Ce n'est que le 15 juin 1918 que la Cour de Cassation (Chambre criminelle) innocentera définitivement Jules Durand, lors d'une audience publique à laquelle Jules Durand ne pourra assisté du fait de son état de démence.
Pour bien comprendre le long périple judiciaire de cette affaire, vous trouverez ci-après
- les arrêts de la Cour de Cassation de 1912 et de 1918
- la loi du 19 juillet 1917 votée spécialement pour permettre de rejuger Jules Durand, ayant sombré dans la folie
- les débats animés à la Chambre des Députés sur la procédure de révision de la condamnation de Jules Durand.
Débats parlementaires
28 mars 1913
La Chambre des Députés examine une demande de résolution déposée en urgence par le député Paul Meunier.
Le garde des Sceaux s'engage devant les députés à agir pour accélérer la procédure de révision de Durand.
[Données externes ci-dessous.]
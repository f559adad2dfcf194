//! Rolling connection health, process-local and never persisted.

use std::sync::Mutex;

use chrono::{DateTime, Utc};
use serde::Serialize;

/// Consecutive failures after which the channel counts as unhealthy.
const UNHEALTHY_AFTER: u32 = 5;

#[derive(Debug, Default)]
struct HealthInner {
    total_requests: u64,
    successful_requests: u64,
    failed_requests: u64,
    consecutive_failures: u32,
    last_success_at: Option<DateTime<Utc>>,
    last_health_check_at: Option<DateTime<Utc>>,
}

/// Rolling counters over every outbound call, shared by the request path and
/// the keepalive/recovery loops.
#[derive(Debug, Default)]
pub struct ConnectionHealth {
    inner: Mutex<HealthInner>,
}

impl ConnectionHealth {
    pub fn new() -> Self {
        Self::default()
    }

    pub fn record_success(&self) {
        let mut inner = self.inner.lock().unwrap();
        inner.total_requests += 1;
        inner.successful_requests += 1;
        inner.consecutive_failures = 0;
        inner.last_success_at = Some(Utc::now());
    }

    pub fn record_failure(&self) {
        let mut inner = self.inner.lock().unwrap();
        inner.total_requests += 1;
        inner.failed_requests += 1;
        inner.consecutive_failures += 1;
    }

    pub fn record_health_check(&self) {
        self.inner.lock().unwrap().last_health_check_at = Some(Utc::now());
    }

    /// Reset after a forced reconnect.
    pub fn reset(&self) {
        *self.inner.lock().unwrap() = HealthInner::default();
    }

    pub fn is_healthy(&self) -> bool {
        self.inner.lock().unwrap().consecutive_failures < UNHEALTHY_AFTER
    }

    pub fn consecutive_failures(&self) -> u32 {
        self.inner.lock().unwrap().consecutive_failures
    }

    /// Snapshot for observability; no side effects.
    pub fn snapshot(
        &self,
        has_valid_session: bool,
        session_seconds_remaining: Option<i64>,
    ) -> HealthSnapshot {
        let inner = self.inner.lock().unwrap();
        let success_rate = if inner.total_requests == 0 {
            100.0
        } else {
            inner.successful_requests as f64 * 100.0 / inner.total_requests as f64
        };
        HealthSnapshot {
            is_healthy: inner.consecutive_failures < UNHEALTHY_AFTER,
            has_valid_session,
            total_requests: inner.total_requests,
            successful_requests: inner.successful_requests,
            failed_requests: inner.failed_requests,
            consecutive_failures: inner.consecutive_failures,
            success_rate_percentage: (success_rate * 100.0).round() / 100.0,
            session_seconds_remaining,
            last_success_at: inner.last_success_at,
            last_health_check_at: inner.last_health_check_at,
        }
    }
}

/// Point-in-time view of the connection state.
#[derive(Debug, Clone, Serialize)]
pub struct HealthSnapshot {
    pub is_healthy: bool,
    pub has_valid_session: bool,
    pub total_requests: u64,
    pub successful_requests: u64,
    pub failed_requests: u64,
    pub consecutive_failures: u32,
    pub success_rate_percentage: f64,
    pub session_seconds_remaining: Option<i64>,
    pub last_success_at: Option<DateTime<Utc>>,
    pub last_health_check_at: Option<DateTime<Utc>>,
}

#[cfg(test)]
mod tests {
    use super::*;

    #[test]
    fn unhealthy_after_consecutive_failures() {
        let health = ConnectionHealth::new();
        assert!(health.is_healthy());

        for _ in 0..UNHEALTHY_AFTER {
            health.record_failure();
        }
        assert!(!health.is_healthy());

        // One success resets the streak.
        health.record_success();
        assert!(health.is_healthy());
    }

    #[test]
    fn snapshot_reports_rates() {
        let health = ConnectionHealth::new();
        health.record_success();
        health.record_success();
        health.record_failure();

        let snap = health.snapshot(true, Some(3600));
        assert_eq!(snap.total_requests, 3);
        assert_eq!(snap.successful_requests, 2);
        assert_eq!(snap.failed_requests, 1);
        assert!((snap.success_rate_percentage - 66.67).abs() < 0.01);
        assert!(snap.has_valid_session);
    }

    #[test]
    fn reset_clears_everything() {
        let health = ConnectionHealth::new();
        for _ in 0..10 {
            health.record_failure();
        }
        health.reset();
        assert!(health.is_healthy());
        assert_eq!(health.snapshot(false, None).total_requests, 0);
    }
}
Paul Meunier en prends acte et accepte de retirer sa proposition de résolution.
Débats parlementaires
11 juillet 1913
La Chambre des Députés examine une demande de résolution déposée par le député Paul Meunier. Cette résolution invite le Gouvernement à prendre ou à proposer les mesures nécessaires pour faire régler par une décision définitive de justice l’instance en révision Durand, présentement suspendue devant la Chambre criminelle de la Cour de Cassation.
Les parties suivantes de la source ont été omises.